Items listed in a dataset:
+ + +
//! DarwinX pool backend: Stratum v1 session engine, block template
//! management, coinbase/merkle assembly, and the share/round ledger.

pub mod address;
pub mod api;
pub mod api_client;
pub mod codec;
pub mod coinbase;
pub mod config;
pub mod extranonce2;
pub mod job;
pub mod ledger;
pub mod merkle;
pub mod rpc;
pub mod scorer;
pub mod server;
pub mod stratum;
pub mod submitter;
pub mod template;
pub mod tracing;
pub mod types;
pub mod u256;
pub mod vardiff;
//! Configuration loading for the pool daemon.
//!
//! Loaded from TOML via `serde` + the `toml` crate. Section names follow
//! spec.md §6 verbatim: `[network]`, `[difficulty]`, `[template]`,
//! `[payout]`, `[rpc]`, plus `[ledger]` (sqlite path) and `[logging]`
//! (mostly a passthrough — `RUST_LOG` still wins if set).

use std::env;
use std::path::{Path, PathBuf};

use serde::Deserialize;

const CONFIG_ENV_VAR: &str = "DARWINX_POOL_CONFIG";
const DEFAULT_CONFIG_PATH: &str = "darwinx-pool.toml";

#[derive(Debug, Clone, Deserialize)]
pub struct Config {
    pub network: NetworkConfig,
    pub difficulty: DifficultyConfig,
    pub template: TemplateConfig,
    pub payout: PayoutConfig,
    pub rpc: RpcConfig,
    #[serde(default)]
    pub ledger: LedgerConfig,
    #[serde(default)]
    pub logging: LoggingConfig,
    #[serde(default)]
    pub api: ApiConfig,
    #[serde(default)]
    pub scorer: ScorerConfig,
}

#[derive(Debug, Clone, Deserialize)]
pub struct NetworkConfig {
    pub stratum_host: String,
    pub stratum_port: u16,
    #[serde(default = "default_extranonce1_size")]
    pub extranonce1_size: u8,
    #[serde(default = "default_extranonce2_size")]
    pub extranonce2_size: u8,
}

#[derive(Debug, Clone, Deserialize)]
pub struct DifficultyConfig {
    pub diff_min: f64,
    pub diff_max: f64,
    pub initial_difficulty: f64,
    pub vardiff_target_shares_per_min: f64,
    #[serde(default = "default_adjust_every_seconds")]
    pub adjust_every_seconds: u64,
    #[serde(default = "default_adjust_ratio")]
    pub adjust_ratio: f64,
    #[serde(default = "default_max_shares_per_sec")]
    pub max_shares_per_sec: f64,
}

#[derive(Debug, Clone, Deserialize)]
pub struct TemplateConfig {
    #[serde(default = "default_gbt_interval_seconds")]
    pub gbt_interval_seconds: u64,
    #[serde(default = "default_ntime_drift_seconds")]
    pub ntime_drift_seconds: u32,
    #[serde(default = "default_active_jobs_capacity")]
    pub active_jobs_capacity: usize,
}

#[derive(Debug, Clone, Deserialize)]
pub struct PayoutConfig {
    pub payout_address: String,
    #[serde(default)]
    pub pool_fee_bp: u32,
}

#[derive(Debug, Clone, Deserialize)]
pub struct RpcConfig {
    pub rpc_host: String,
    pub rpc_port: u16,
    pub rpc_user: Option<String>,
    pub rpc_pass: Option<String>,
    pub rpc_cookie_path: Option<PathBuf>,
    pub rpc_wallet: Option<String>,
}

#[derive(Debug, Clone, Deserialize)]
pub struct LedgerConfig {
    #[serde(default = "default_ledger_path")]
    pub database_path: String,
}

impl Default for LedgerConfig {
    fn default() -> Self {
        Self { database_path: default_ledger_path() }
    }
}

#[derive(Debug, Clone, Deserialize)]
pub struct LoggingConfig {
    #[serde(default)]
    pub systemd: bool,
}

impl Default for LoggingConfig {
    fn default() -> Self {
        Self { systemd: false }
    }
}

#[derive(Debug, Clone, Deserialize)]
pub struct ApiConfig {
    #[serde(default = "default_api_listen")]
    pub listen: String,
}

impl Default for ApiConfig {
    fn default() -> Self {
        Self { listen: default_api_listen() }
    }
}

/// The DarwinX scorer pool filler (§4.5): fully optional, off by default.
#[derive(Debug, Clone, Deserialize)]
pub struct ScorerConfig {
    #[serde(default)]
    pub enabled: bool,
    #[serde(default = "default_scorer_pool_size")]
    pub pool_size: usize,
    #[serde(default = "default_scorer_weight_hash")]
    pub weight_hash: f64,
    #[serde(default = "default_scorer_weight_entropy")]
    pub weight_entropy: f64,
    #[serde(default = "default_scorer_ntime_drift_seconds")]
    pub ntime_drift_seconds: u32,
    #[serde(default = "default_scorer_fill_interval_seconds")]
    pub fill_interval_seconds: u64,
}

impl Default for ScorerConfig {
    fn default() -> Self {
        Self {
            enabled: false,
            pool_size: default_scorer_pool_size(),
            weight_hash: default_scorer_weight_hash(),
            weight_entropy: default_scorer_weight_entropy(),
            ntime_drift_seconds: default_scorer_ntime_drift_seconds(),
            fill_interval_seconds: default_scorer_fill_interval_seconds(),
        }
    }
}

fn default_scorer_pool_size() -> usize {
    64
}
fn default_scorer_weight_hash() -> f64 {
    0.5
}
fn default_scorer_weight_entropy() -> f64 {
    0.5
}
fn default_scorer_ntime_drift_seconds() -> u32 {
    600
}
fn default_scorer_fill_interval_seconds() -> u64 {
    5
}

fn default_extranonce1_size() -> u8 {
    4
}
fn default_extranonce2_size() -> u8 {
    4
}
fn default_gbt_interval_seconds() -> u64 {
    8
}
fn default_ntime_drift_seconds() -> u32 {
    7200
}
fn default_active_jobs_capacity() -> usize {
    128
}
fn default_adjust_every_seconds() -> u64 {
    60
}
fn default_adjust_ratio() -> f64 {
    2.0
}
fn default_max_shares_per_sec() -> f64 {
    20.0
}
fn default_ledger_path() -> String {
    "darwinx-pool.sqlite".to_string()
}
fn default_api_listen() -> String {
    "127.0.0.1:7785".to_string()
}

impl Config {
    /// Checks `DARWINX_POOL_CONFIG`, falling back to `./darwinx-pool.toml`.
    pub fn load() -> anyhow::Result<Self> {
        let path = env::var(CONFIG_ENV_VAR)
            .map(PathBuf::from)
            .unwrap_or_else(|_| PathBuf::from(DEFAULT_CONFIG_PATH));
        Self::load_from(&path)
    }

    pub fn load_from(path: &Path) -> anyhow::Result<Self> {
        let contents = std::fs::read_to_string(path)
            .map_err(|e| anyhow::anyhow!("failed to read config file {}: {e}", path.display()))?;
        let config: Config = toml::from_str(&contents)
            .map_err(|e| anyhow::anyhow!("failed to parse config file {}: {e}", path.display()))?;
        Ok(config)
    }
}

#[cfg(test)]
mod tests {
    use super::*;

    #[test]
    fn parses_minimal_config_with_defaults() {
        let toml_str = r#"
            [network]
            stratum_host = "0.0.0.0"
            stratum_port = 3333

            [difficulty]
            diff_min = 1.0
            diff_max = 1000000.0
            initial_difficulty = 1024.0
            vardiff_target_shares_per_min = 20.0

            [template]

            [payout]
            payout_address = "bc1qw508d6qejxtdg4y5r3zarvary0c5xw7kv8f3t4"

            [rpc]
            rpc_host = "127.0.0.1"
            rpc_port = 8332
        "#;

        let config: Config = toml::from_str(toml_str).unwrap();
        assert_eq!(config.network.extranonce1_size, 4);
        assert_eq!(config.template.gbt_interval_seconds, 8);
        assert_eq!(config.ledger.database_path, "darwinx-pool.sqlite");
        assert!(!config.scorer.enabled);
        assert_eq!(config.scorer.pool_size, 64);
    }

    #[test]
    fn load_from_missing_file_errors() {
        let err = Config::load_from(Path::new("/nonexistent/darwinx-pool.toml"));
        assert!(err.is_err());
    }
}
//! Stratum v1 wire envelope: newline-delimited JSON-RPC, numeric `id`,
//! `id: null` for notifications (§6).

use serde_json::{Value, json};

#[derive(Debug, Clone)]
pub struct Request {
    pub id: Option<Value>,
    pub method: String,
    pub params: Vec<Value>,
}

/// Parse one line of input. Returns `None` on anything that isn't a valid
/// Stratum request object — malformed lines are dropped silently (§7's
/// `MalformedLine` policy), not surfaced as an error.
pub fn parse_request(line: &str) -> Option<Request> {
    let trimmed = line.trim();
    if trimmed.is_empty() {
        return None;
    }
    let value: Value = serde_json::from_str(trimmed).ok()?;
    let method = value.get("method")?.as_str()?.to_string();
    let params = value
        .get("params")
        .and_then(Value::as_array)
        .cloned()
        .unwrap_or_default();
    let id = value.get("id").cloned();
    Some(Request { id, method, params })
}

pub fn ok_response(id: Option<Value>, result: Value) -> Value {
    json!({"id": id, "result": result, "error": Value::Null})
}

/// `result:false` plus a `[code, message, null]` error triple (§7 — used
/// for `StaleJob` and `Unauthorized`, the only rejections that carry a code).
pub fn err_response(id: Option<Value>, code: i64, message: &str) -> Value {
    json!({"id": id, "result": false, "error": [code, message, Value::Null]})
}

/// Bare `result:false` with no error payload, for rejections §7 specifies
/// as "reply false" without a code (`DuplicateShare`, `BadNtime`, `LowDifficulty`).
pub fn false_response(id: Option<Value>) -> Value {
    json!({"id": id, "result": false, "error": Value::Null})
}

/// `{result: null, error: null}` for unrecognized methods (§4.6, §7).
pub fn unknown_method_response(id: Option<Value>) -> Value {
    json!({"id": id, "result": Value::Null, "error": Value::Null})
}

pub fn notify(method: &str, params: Value) -> Value {
    json!({"id": Value::Null, "method": method, "params": params})
}

/// `mining.notify` params: `[job_id, prev_hash_be_hex, coinb1_hex,
/// coinb2_hex, merkle_branch_be_hex[], version_hex, nbits_hex, ntime_hex,
/// clean_bool]`.
pub fn mining_notify_params(
    job_id: &str,
    prev_hash_be: &[u8; 32],
    coinb1: &[u8],
    coinb2: &[u8],
    merkle_branch_internal: &[[u8; 32]],
    version: u32,
    nbits: u32,
    ntime: u32,
    clean: bool,
) -> Value {
    let branch_be_hex: Vec<String> = merkle_branch_internal
        .iter()
        .map(|sibling| {
            let mut be = *sibling;
            be.reverse();
            hex::encode(be)
        })
        .collect();

    json!([
        job_id,
        hex::encode(prev_hash_be),
        hex::encode(coinb1),
        hex::encode(coinb2),
        branch_be_hex,
        format!("{:08x}", version),
        format!("{:08x}", nbits),
        format!("{:08x}", ntime),
        clean,
    ])
}

#[cfg(test)]
mod tests {
    use super::*;

    #[test]
    fn parses_well_formed_request() {
        let line = r#"{"id":1,"method":"mining.subscribe","params":[]}"#;
        let req = parse_request(line).unwrap();
        assert_eq!(req.method, "mining.subscribe");
        assert_eq!(req.id, Some(json!(1)));
    }

    #[test]
    fn drops_malformed_json() {
        assert!(parse_request("{not json").is_none());
        assert!(parse_request("").is_none());
        assert!(parse_request(r#"{"no_method": true}"#).is_none());
    }

    #[test]
    fn unknown_method_response_has_null_result_and_error() {
        let resp = unknown_method_response(Some(json!(5)));
        assert_eq!(resp["result"], Value::Null);
        assert_eq!(resp["error"], Value::Null);
    }
}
+ + +
▶ [TASK DIRECTIONS] Check the entries above for the word "TemplateConfig" and copy every line where it turns up.

▶ [EXPECTED ANSWER]
    pub template: TemplateConfig,
pub struct TemplateConfig {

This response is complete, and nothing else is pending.